• Estate of John Cecil Spinner, Deceased v. Anthem Health Plans of Virginia, et al. Civil No. 6:07CV00050 (W.D. Va. Dec. 18, 2008)
  • December 13, 2009 | Authors: Arthur N. Lerner; Bruce O. Tavel
  • Law Firm: Crowell & Moring LLP - Washington Office
  • On December 18, 2008, the United States District Court for the Western District of Virginia held that a health plan was not required to pay medical fees in excess of $1 million for a plan participant who neglected to switch to individual coverage or continued group benefits before his benefits were discontinued. Plaintiff, the estate of a brain hemorrhage victim, sued the health plan and the deceased’s former employer for wrongful denial of benefits, equitable estoppel and ERISA violations as well as other claims. The Court granted Defendants’ motion to dismiss all claims.

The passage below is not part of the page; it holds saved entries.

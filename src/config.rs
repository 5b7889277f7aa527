// Configuration management for the market sync core

use serde::{Deserialize, Serialize};
use std::fs;
use std::path::Path;

/// Upstream streaming and polling settings for the leader tab
#[derive(Debug, Clone, Serialize, Deserialize)]
#[serde(default)]
pub struct FeedConfig {
    /// Start the live feed when this tab becomes leader
    pub enabled: bool,
    pub ws_url: String,
    /// Lowercase base+quote pairs, e.g. "btcusdt"
    pub symbols: Vec<String>,
    /// Same-origin proxy tried first; empty disables the proxy hop
    pub proxy_base_url: String,
    pub upstream_base_url: String,
    pub fear_greed_url: String,
    pub markets_per_page: usize,
    pub markets_interval_secs: u64,
    pub global_interval_secs: u64,
    pub fear_greed_interval_secs: u64,
    /// One budget shared by the proxy attempt and the upstream fallback
    pub rest_timeout_ms: u64,
    pub reconnect_base_delay_ms: u64,
    pub reconnect_max_delay_ms: u64,
    pub reconnect_max_attempts: u32,
}

impl Default for FeedConfig {
    fn default() -> Self {
        Self {
            enabled: true,
            ws_url: "wss://stream.binance.com:9443/stream".to_string(),
            symbols: [
                "btcusdt", "ethusdt", "bnbusdt", "solusdt", "xrpusdt", "adausdt",
                "dogeusdt", "avaxusdt", "dotusdt", "linkusdt", "maticusdt", "ltcusdt",
            ]
            .iter()
            .map(|s| s.to_string())
            .collect(),
            proxy_base_url: String::new(),
            upstream_base_url: "https://api.coingecko.com/api/v3".to_string(),
            fear_greed_url: "https://api.alternative.me/fng/?limit=1".to_string(),
            markets_per_page: 100,
            markets_interval_secs: 30,
            global_interval_secs: 60,
            fear_greed_interval_secs: 300,
            rest_timeout_ms: 10_000,
            reconnect_base_delay_ms: 1_000,
            reconnect_max_delay_ms: 30_000,
            reconnect_max_attempts: 8,
        }
    }
}

#[derive(Debug, Clone, Serialize, Deserialize)]
#[serde(default)]
pub struct ElectionConfig {
    /// How long a tab waits for a live leader before claiming
    pub claim_delay_ms: u64,
    /// Capacity of the in-process broadcast ring shared by tabs
    pub bus_capacity: usize,
}

impl Default for ElectionConfig {
    fn default() -> Self {
        Self {
            claim_delay_ms: 300,
            bus_capacity: 1024,
        }
    }
}

#[derive(Debug, Clone, Serialize, Deserialize)]
#[serde(default)]
pub struct OffloadConfig {
    pub enabled: bool,
    /// A reply slower than this marks the worker unavailable
    pub reply_timeout_ms: u64,
}

impl Default for OffloadConfig {
    fn default() -> Self {
        Self {
            enabled: true,
            reply_timeout_ms: 2_000,
        }
    }
}

#[derive(Debug, Clone, Serialize, Deserialize)]
#[serde(default)]
pub struct StorageConfig {
    pub db_path: String,
    /// Rolling window kept per tracked symbol
    pub history_len: usize,
    /// Symbols whose recent prices survive a reload
    pub tracked_symbols: Vec<String>,
    pub cache_markets: bool,
}

impl Default for StorageConfig {
    fn default() -> Self {
        Self {
            db_path: "data/market-sync.db".to_string(),
            history_len: 20,
            tracked_symbols: vec![
                "btcusdt".to_string(),
                "ethusdt".to_string(),
                "solusdt".to_string(),
            ],
            cache_markets: true,
        }
    }
}

#[derive(Debug, Clone, Serialize, Deserialize)]
#[serde(default)]
pub struct LoggingConfig {
    pub enable_tick_logging: bool,
    pub enable_election_logging: bool,
    pub status_interval_secs: u64,
}

impl Default for LoggingConfig {
    fn default() -> Self {
        Self {
            enable_tick_logging: false,
            enable_election_logging: true,
            status_interval_secs: 15,
        }
    }
}

#[derive(Debug, Clone, Default, Serialize, Deserialize)]
#[serde(default)]
pub struct Config {
    pub feed: FeedConfig,
    pub election: ElectionConfig,
    pub offload: OffloadConfig,
    pub storage: StorageConfig,
    pub logging: LoggingConfig,
}

impl Config {
    /// Load configuration from a TOML file
    pub fn from_file<P: AsRef<Path>>(path: P) -> Result<Self, ConfigError> {
        let content = fs::read_to_string(path)
            .map_err(|e| ConfigError::FileRead(e.to_string()))?;

        let config: Config = toml::from_str(&content)
            .map_err(|e| ConfigError::Parse(e.to_string()))?;

        config.validate()?;
        Ok(config)
    }

    /// Save configuration to a TOML file
    pub fn to_file<P: AsRef<Path>>(&self, path: P) -> Result<(), ConfigError> {
        let content = toml::to_string_pretty(self)
            .map_err(|e| ConfigError::Serialize(e.to_string()))?;

        fs::write(path, content)
            .map_err(|e| ConfigError::FileWrite(e.to_string()))?;

        Ok(())
    }

    /// Load configuration from file, or create default if file doesn't exist
    pub fn load_or_create<P: AsRef<Path>>(path: P) -> Result<Self, ConfigError> {
        if path.as_ref().exists() {
            Self::from_file(path)
        } else {
            let config = Self::default();
            config.to_file(&path)?;
            tracing::info!("📁 Created default config file: {}", path.as_ref().display());
            Ok(config)
        }
    }

    /// Validate configuration values
    pub fn validate(&self) -> Result<(), ConfigError> {
        if self.feed.symbols.is_empty() {
            return Err(ConfigError::Validation("feed.symbols must not be empty".to_string()));
        }

        if let Some(bad) = self.feed.symbols.iter().find(|s| s.chars().any(|c| c.is_ascii_uppercase())) {
            return Err(ConfigError::Validation(format!(
                "feed.symbols must be lowercase (got '{}')",
                bad
            )));
        }

        if self.feed.markets_interval_secs == 0
            || self.feed.global_interval_secs == 0
            || self.feed.fear_greed_interval_secs == 0
        {
            return Err(ConfigError::Validation("poll intervals must be greater than 0".to_string()));
        }

        if self.feed.rest_timeout_ms == 0 {
            return Err(ConfigError::Validation("rest_timeout_ms must be greater than 0".to_string()));
        }

        if self.feed.reconnect_base_delay_ms > self.feed.reconnect_max_delay_ms {
            return Err(ConfigError::Validation(
                "reconnect_base_delay_ms must not exceed reconnect_max_delay_ms".to_string(),
            ));
        }

        if self.election.bus_capacity == 0 {
            return Err(ConfigError::Validation("bus_capacity must be greater than 0".to_string()));
        }

        if self.storage.history_len == 0 {
            return Err(ConfigError::Validation("history_len must be greater than 0".to_string()));
        }

        Ok(())
    }
}

#[derive(Debug, thiserror::Error)]
pub enum ConfigError {
    #[error("Failed to read config file: {0}")]
    FileRead(String),

    #[error("Failed to write config file: {0}")]
    FileWrite(String),

    #[error("Failed to parse config: {0}")]
    Parse(String),

    #[error("Failed to serialize config: {0}")]
    Serialize(String),

    #[error("Configuration validation error: {0}")]
    Validation(String),
}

    Before ending his coverage, the deceased’s former employer wrote the deceased’s wife explaining that he was no longer entitled to coverage by his plan or COBRA benefits and that she could seek to have her husband added to her own insurance plan or to take out an individual plan on his behalf. The health plan also sent the wife a Summary Plan Description providing similar options for continuing coverage. The deceased did not switch to his wife’s plan, individual coverage or seek a 90-day extension under state law.

    The District Court held that COBRA, ERISA and Virginia law did not require the health plan to give the deceased or his wife notice of other insurance options upon termination of his plan beyond the information already provided. The deceased’s former employer was not subject to COBRA because the company employed fewer than 20 workers. The Court rejected Plaintiff’s breach of fiduciary duty claims under ERISA because it was an attempt to recover benefits for an individual beneficiary rather than for the plan as a whole as prescribed by the statute. Additional ERISA claims were dismissed because there was no indication that the health plan misrepresented or omitted material information or that the deceased’s wife relied upon any misrepresentation. The Court speculated that the letter should have induced the wife or another representative to contact the insurer or former employer to explore coverage options, rather than do nothing.